### Work request
The response should be the data again, identical in every line.

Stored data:
--- --- ---

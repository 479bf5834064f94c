// Copyright 2024 MaidSafe.net limited.
//
// This SAFE Network Software is licensed to you under The General Public License (GPL), version 3.
// Unless required by applicable law or agreed to in writing, the SAFE Network Software distributed
// under the GPL Licence is distributed on an "AS IS" BASIS, WITHOUT WARRANTIES OR CONDITIONS OF ANY
// KIND, either express or implied. Please review the Licences for the specific language governing
// permissions and limitations relating to use of the SAFE Network Software.

use crate::common::Address;

/// One fungible token on one network.
///
/// The native currency is described by a descriptor without a contract address.
#[derive(Clone, Debug, PartialEq, Eq)]
pub struct TokenDescriptor {
    pub contract: Option<Address>,
    /// On-chain precision: the number of implied fractional digits of a raw amount.
    pub decimals: u8,
    /// Fractional digits shown to the user.
    pub display_decimals: u8,
    pub symbol: String,
    /// Other symbols a balance feed may report this token under.
    pub aliases: Vec<String>,
}

impl TokenDescriptor {
    pub fn native(symbol: &str, decimals: u8, display_decimals: u8, aliases: &[&str]) -> Self {
        Self {
            contract: None,
            decimals,
            display_decimals,
            symbol: symbol.to_string(),
            aliases: aliases.iter().map(|alias| alias.to_string()).collect(),
        }
    }

    pub fn erc20(contract: Address, symbol: &str, decimals: u8, display_decimals: u8) -> Self {
        Self {
            contract: Some(contract),
            decimals,
            display_decimals,
            symbol: symbol.to_string(),
            aliases: vec![],
        }
    }

    pub fn is_native(&self) -> bool {
        self.contract.is_none()
    }

    /// Whether a feed-reported symbol names this token.
    pub fn answers_to_symbol(&self, symbol: &str) -> bool {
        self.symbol == symbol || self.aliases.iter().any(|alias| alias == symbol)
    }

    /// Case-insensitive exact match against a feed-reported contract address.
    pub fn has_contract_address(&self, address: &str) -> bool {
        match self.contract {
            Some(contract) => contract.to_string().eq_ignore_ascii_case(address.trim()),
            None => false,
        }
    }
}

#[cfg(test)]
mod tests {
    use super::*;
    use alloy::primitives::address;

    #[test]
    fn contract_address_match_ignores_case() {
        let usdc = TokenDescriptor::erc20(
            address!("1c7D4B196Cb0C7B01d743Fbc6116a902379C7238"),
            "USDC",
            6,
            2,
        );

        assert!(usdc.has_contract_address("0x1c7d4b196cb0c7b01d743fbc6116a902379c7238"));
        assert!(usdc.has_contract_address("0x1C7D4B196CB0C7B01D743FBC6116A902379C7238"));
        assert!(!usdc.has_contract_address("0x1c7d4b196cb0c7b01d743fbc6116a902379c7239"));
        assert!(!usdc.has_contract_address("1c7d4b196cb0c7b01d743fbc6116a902379c7238"));
    }

    #[test]
    fn native_token_matches_its_aliases_only() {
        let eth = TokenDescriptor::native("ETH", 18, 4, &["SepoliaETH", "SEP"]);

        assert!(eth.is_native());
        assert!(eth.answers_to_symbol("ETH"));
        assert!(eth.answers_to_symbol("SEP"));
        assert!(!eth.answers_to_symbol("eth"));
        assert!(!eth.has_contract_address("0x0000000000000000000000000000000000000000"));
    }
}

--- --- ---

### Response to the exercise
repository 479bf5834064f94c
// Copyright 2024 MaidSafe.net limited.
//
// This SAFE Network Software is licensed to you under The General Public License (GPL), version 3.
// Unless required by applicable law or agreed to in writing, the SAFE Network Software distributed
// under the GPL Licence is distributed on an "AS IS" BASIS, WITHOUT WARRANTIES OR CONDITIONS OF ANY
// KIND, either express or implied. Please review the Licences for the specific language governing
// permissions and limitations relating to use of the SAFE Network Software.

use crate::common::Address;

/// One fungible token on one network.
///
/// The native currency is described by a descriptor without a contract address.
#[derive(Clone, Debug, PartialEq, Eq)]
pub struct TokenDescriptor {
    pub contract: Option<Address>,
    /// On-chain precision: the number of implied fractional digits of a raw amount.
    pub decimals: u8,
    /// Fractional digits shown to the user.
    pub display_decimals: u8,
    pub symbol: String,
    /// Other symbols a balance feed may report this token under.
    pub aliases: Vec<String>,
}

impl TokenDescriptor {
    pub fn native(symbol: &str, decimals: u8, display_decimals: u8, aliases: &[&str]) -> Self {
        Self {
            contract: None,
            decimals,
            display_decimals,
            symbol: symbol.to_string(),
            aliases: aliases.iter().map(|alias| alias.to_string()).collect(),
        }
    }

    pub fn erc20(contract: Address, symbol: &str, decimals: u8, display_decimals: u8) -> Self {
        Self {
            contract: Some(contract),
            decimals,
            display_decimals,
            symbol: symbol.to_string(),
            aliases: vec![],
        }
    }

    pub fn is_native(&self) -> bool {
        self.contract.is_none()
    }

    /// Whether a feed-reported symbol names this token.
    pub fn answers_to_symbol(&self, symbol: &str) -> bool {
        self.symbol == symbol || self.aliases.iter().any(|alias| alias == symbol)
    }

    /// Case-insensitive exact match against a feed-reported contract address.
    pub fn has_contract_address(&self, address: &str) -> bool {
        match self.contract {
            Some(contract) => contract.to_string().eq_ignore_ascii_case(address.trim()),
            None => false,
        }
    }
}

#[cfg(test)]
mod tests {
    use super::*;
    use alloy::primitives::address;

    #[test]
    fn contract_address_match_ignores_case() {
        let usdc = TokenDescriptor::erc20(
            address!("1c7D4B196Cb0C7B01d743Fbc6116a902379C7238"),
            "USDC",
            6,
            2,
        );

        assert!(usdc.has_contract_address("0x1c7d4b196cb0c7b01d743fbc6116a902379c7238"));
        assert!(usdc.has_contract_address("0x1C7D4B196CB0C7B01D743FBC6116A902379C7238"));
        assert!(!usdc.has_contract_address("0x1c7d4b196cb0c7b01d743fbc6116a902379c7239"));
        assert!(!usdc.has_contract_address("1c7d4b196cb0c7b01d743fbc6116a902379c7238"));
    }

    #[test]
    fn native_token_matches_its_aliases_only() {
        let eth = TokenDescriptor::native("ETH", 18, 4, &["SepoliaETH", "SEP"]);

        assert!(eth.is_native());
        assert!(eth.answers_to_symbol("ETH"));
        assert!(eth.answers_to_symbol("SEP"));
        assert!(!eth.answers_to_symbol("eth"));
        assert!(!eth.has_contract_address("0x0000000000000000000000000000000000000000"));
    }
}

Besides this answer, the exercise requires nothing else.